Confira o artigo do senador Beto Faro (PT-SP) sobre o projeto de lei do Marco Temporal das terras indígenas, proposta que define a demarcação apenas de terras que já eram ocupadas por povos indígenas até a promulgação da Constituição Federal de 1988, que foi aprovado no último mês de maio pela Câmara dos Deputados e que começa a ser discutido essa semana no Senado Federal. O senador paraense é o responsável pela audiência pública na próxima quarta-feira (23), na Comissão de Agricultura e Reforma Agrária (CRA), para buscar um meio-termo sobre o tema.
Marco temporal da expropriação
Por Beto Faro
Após aprovação na Câmara dos Deputados em maio deste ano, o Senado pautou a finalização do processo legislativo de uma proposição altamente polêmica pelo seu potencial de impactos na integridade territorial, na cultura, nos direitos e nas condições de reprodução social das populações indígenas do Brasil.
Trata-se do projeto de lei do Marco Temporal da Ocupação, pelo qual, em afronta grosseira à Constituição, uma comunidade indígena só poderia reivindicar a demarcação de área com a sua presença física na mesma em 5 de outubro de 1988. O projeto acrescenta outras inovações temerárias.
Para entender a proposição, é preciso contextualizá-la. Pelo receio de 2022 vir a se constituir no último ano do “passa-boiada”, lideranças mais inflexíveis da bancada ruralista no Congresso exerceram pressões políticas, no limite, para viabilizar, antes da vitória de Lula, um conjunto de medidas legislativas consideradas essenciais para o avanço, sem óbices regulatórios, da grande exploração agropecuária. Organizações da sociedade civil que, com igual tenacidade, se opuseram e lutaram contra as medidas, as definiram como “pacote da destruição” pelos danos socioambientais a elas associados.
Ao fim e ao cabo, pretenderam e pretendem, com o pacote, facilidade de acesso às terras públicas, redução de custos e desempecilho ambiental para a atividade agrícola. Apesar da ofensiva sem tréguas pela aprovação das medidas, muitas delas não prosperaram graças, em especial, às lutas das organizações sociais; às reações de setores mais prudentes do próprio agronegócio e de parte da mídia; e aos temores de perdas no mercado internacional.

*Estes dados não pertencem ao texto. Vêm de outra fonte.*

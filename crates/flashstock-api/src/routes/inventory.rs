//! Inventory routes: seed a SKU's counter, read its current level.

use axum::extract::{Path, Query, State};
use axum::http::StatusCode;
use axum::routing::{get, post};
use axum::{Json, Router};
use serde::{Deserialize, Serialize};

use flashstock_core::reservation::InventoryStatus;

use crate::error::ApiError;
use crate::state::AppState;

#[derive(Debug, Deserialize)]
pub struct InitializeQuery {
    pub quantity: i64,
}

#[derive(Debug, Serialize)]
pub struct InventoryResponse {
    pub sku: String,
    pub available: i64,
    pub uninitialized: bool,
}

impl From<InventoryStatus> for InventoryResponse {
    fn from(status: InventoryStatus) -> Self {
        Self {
            sku: status.sku,
            available: status.available,
            uninitialized: status.uninitialized,
        }
    }
}

pub async fn initialize_inventory(
    State(state): State<AppState>,
    Path(sku): Path<String>,
    Query(query): Query<InitializeQuery>,
) -> Result<(StatusCode, Json<InventoryResponse>), ApiError> {
    let quantity = state.engine.initialize(&sku, query.quantity).await?;
    Ok((
        StatusCode::OK,
        Json(InventoryResponse {
            sku,
            available: quantity,
            uninitialized: false,
        }),
    ))
}

pub async fn get_inventory(
    State(state): State<AppState>,
    Path(sku): Path<String>,
) -> Result<Json<InventoryResponse>, ApiError> {
    let status = state.engine.status(&sku).await?;
    Ok(Json(status.into()))
}

pub fn router() -> Router<AppState> {
    Router::new()
        .route("/v1/inventory/:sku/initialize", post(initialize_inventory))
        .route("/v1/inventory/:sku", get(get_inventory))
}
use once_cell::sync::Lazy;
use rust_decimal::Decimal;
use rust_decimal_macros::dec;
use std::collections::HashMap;

/// Static price list keyed by SKU. Flash-sale SKUs are provisioned ahead of
/// time; there is no admin endpoint to add one at runtime.
static CATALOG: Lazy<HashMap<&'static str, Decimal>> = Lazy::new(|| {
    let mut m = HashMap::new();
    m.insert("SKU-WIDGET-001", dec!(19.99));
    m.insert("SKU-WIDGET-002", dec!(24.99));
    m.insert("SKU-GADGET-001", dec!(49.99));
    m.insert("SKU-GADGET-002", dec!(89.99));
    m.insert("SKU-LIMITED-001", dec!(149.99));
    m
});

/// Look up the unit price for a SKU. `None` means the SKU is not part of
/// the flash-sale catalogue and reservations against it should fail with
/// `Error::NotInitialized` upstream.
pub fn price_for_sku(sku: &str) -> Option<Decimal> {
    CATALOG.get(sku).copied()
}

#[cfg(test)]
mod tests {
    use super::*;

    #[test]
    fn known_sku_has_price() {
        assert_eq!(price_for_sku("SKU-WIDGET-001"), Some(dec!(19.99)));
    }

    #[test]
    fn unknown_sku_has_no_price() {
        assert_eq!(price_for_sku("SKU-DOES-NOT-EXIST"), None);
    }
}
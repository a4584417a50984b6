use std::sync::Arc;

use tracing::warn;

use crate::cache::{HotStore, Keys};
use crate::catalog;
use crate::error::{Error, Result};
use crate::ids;
use crate::repository::{AuditRepository, Order, OrderLine, OrderRepository};
use crate::reservation::ReservationRecord;

use super::scripts;

/// Turns a live reservation into a durable order. The hot-state delete and
/// the durable write are sequenced so a failure after the delete never
/// re-credits stock — once the reservation record is gone, the engine
/// considers the units sold.
pub struct CheckoutCoordinator {
    store: HotStore,
    orders: Arc<dyn OrderRepository>,
    audit: Arc<dyn AuditRepository>,
}

impl CheckoutCoordinator {
    pub fn new(store: HotStore, orders: Arc<dyn OrderRepository>, audit: Arc<dyn AuditRepository>) -> Self {
        Self { store, orders, audit }
    }

    pub async fn confirm(&self, user_id: &str, reservation_id: &str) -> Result<Order> {
        // Resolve price against the peeked record before the atomic delete:
        // once that script runs, the reservation's units are neither
        // available nor held, so a pricing failure afterward would strand
        // them. This peek is not authoritative for ownership/absence --
        // `take_reservation` below re-checks both against the live record.
        let peeked = self.peek_reservation(reservation_id).await?;
        catalog::price_for_sku(&peeked.sku).ok_or(Error::NotInitialized)?;

        let record = self.take_reservation(user_id, reservation_id).await?;
        let price = catalog::price_for_sku(&record.sku).ok_or(Error::NotInitialized)?;
        let items = vec![OrderLine {
            sku: record.sku.clone(),
            quantity: record.quantity,
            price_per_unit: price,
        }];

        let order_id = ids::new_order_id();
        let order = self
            .orders
            .create_order_with_items(&order_id, user_id, &items)
            .await?;

        if let Err(e) = self
            .audit
            .record(
                "confirm",
                user_id,
                Some(&record.sku),
                Some(reservation_id),
                serde_json::json!({ "order_id": order_id, "quantity": record.quantity }),
            )
            .await
        {
            warn!(error = %e, reservation_id, "failed to write confirm audit event");
        }

        Ok(order)
    }

    pub async fn order(&self, order_id: &str) -> Result<Order> {
        self.orders.find_by_id(order_id).await?.ok_or(Error::NotFound)
    }

    /// Read-only lookup, no mutation. Used to validate a reservation is
    /// priceable before committing to the atomic delete that consumes it.
    async fn peek_reservation(&self, reservation_id: &str) -> Result<ReservationRecord> {
        let reservation_key = Keys::reservation(reservation_id);
        let raw = self.store.get(&reservation_key).await?.ok_or(Error::NotFound)?;
        Ok(serde_json::from_str(&raw)?)
    }

    /// Atomic optimistic delete: the reservation key is read and removed in
    /// one script invocation, so a sweeper that deletes it first causes
    /// this to observe absence rather than racing a separate transaction.
    async fn take_reservation(&self, user_id: &str, reservation_id: &str) -> Result<ReservationRecord> {
        let reservation_key = Keys::reservation(reservation_id);
        let index_key = Keys::expiring_reservations();
        let user_id_arg = user_id.to_string();
        let reservation_id_arg = reservation_id.to_string();

        let result: String = self
            .store
            .eval_script(&scripts::CONFIRM, |inv| {
                inv.key(reservation_key)
                    .key(index_key)
                    .arg(reservation_id_arg)
                    .arg(user_id_arg);
            })
            .await?;

        if result == "ABSENT" {
            return Err(Error::NotFound);
        }
        if result == "FORBIDDEN" {
            return Err(Error::Forbidden);
        }
        let raw = result
            .strip_prefix("OK:")
            .ok_or_else(|| Error::Other(format!("unexpected confirm script result: {}", result)))?;
        Ok(serde_json::from_str(raw)?)
    }
}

Integram o “pacote”, entre outras medidas, as frequentes tentativas de flexibilização na legislação da regularização fundiária, por vezes, para “chancelar” a grilagem; permissividade no registro e uso dos agrotóxicos; desobrigação do licenciamento ambiental para a agricultura; desconstituição e transferência aos grandes proprietários de terras institucionalmente protegidas. Esse último ponto inclui o marco temporal.
Na verdade, a definição desse marco restritivo para as demarcações de Terra Indígenas (TIs) é “apenas” o carro-chefe do projeto. Destaco o poder que a iniciativa parlamentar dá aos interessados na demarcação, incluindo o direito de contestarem o processo demarcatório em qualquer fase, sem regras, prazos ou qualquer outro balizamento para tal. Obviamente, esse dispositivo teria efeito paralisante na demarcação das TIs. E, ainda, a abertura das terra indígenas para a exploração econômica por terceiros.
As violações à Constituição são percebidas já na identificação do projeto que supostamente pretende regulamentar o art. 231 da Constituição. Na realidade, o PL simplesmente altera esse dispositivo da Constituição que em nenhum momento prevê qualquer recorte temporal na ocupação física territorial por uma comunidade indígena como condição para a demarcação da terra.
A despeito das controvérsias de mérito, a eventual aprovação do PL poderia ser interpretada como uma provocação ao Supremo Tribunal Federal, que atualmente conduz processo de deliberação sobre o assunto.
Ainda no plano político, pelos dispositivos que atacam de forma tão ostensiva os direitos dos povos indígenas, o projeto inviabiliza a convergência política mínima necessária para uma legislação da espécie. Parece provável que a insistência no prosseguimento da matéria sem maiores debates que favoreçam a constituição dessa base mínima de consenso político resulte em veto presidencial e na judicialização da eventual legislação.
Claro que por trás da iniciativa desses segmentos Bolsonaro-ruralistas está a pretensão de desmantelamento dos territórios indígenas para disponibilizar mais terra ao latifúndio mediante o argumento grotesco de que os indígenas detêm muita terra. Ora, os 152 mil grandes proprietários rurais do Brasil acumulam 471 milhões de hectares ou 55.4% da área territorial do país, enquanto 1.7 milhão de indígenas ocupam 118 milhões de hectares. Ou seja, 152 mil grandes proprietários possuem 353 milhões hectares a mais que a área indígena total do Brasil.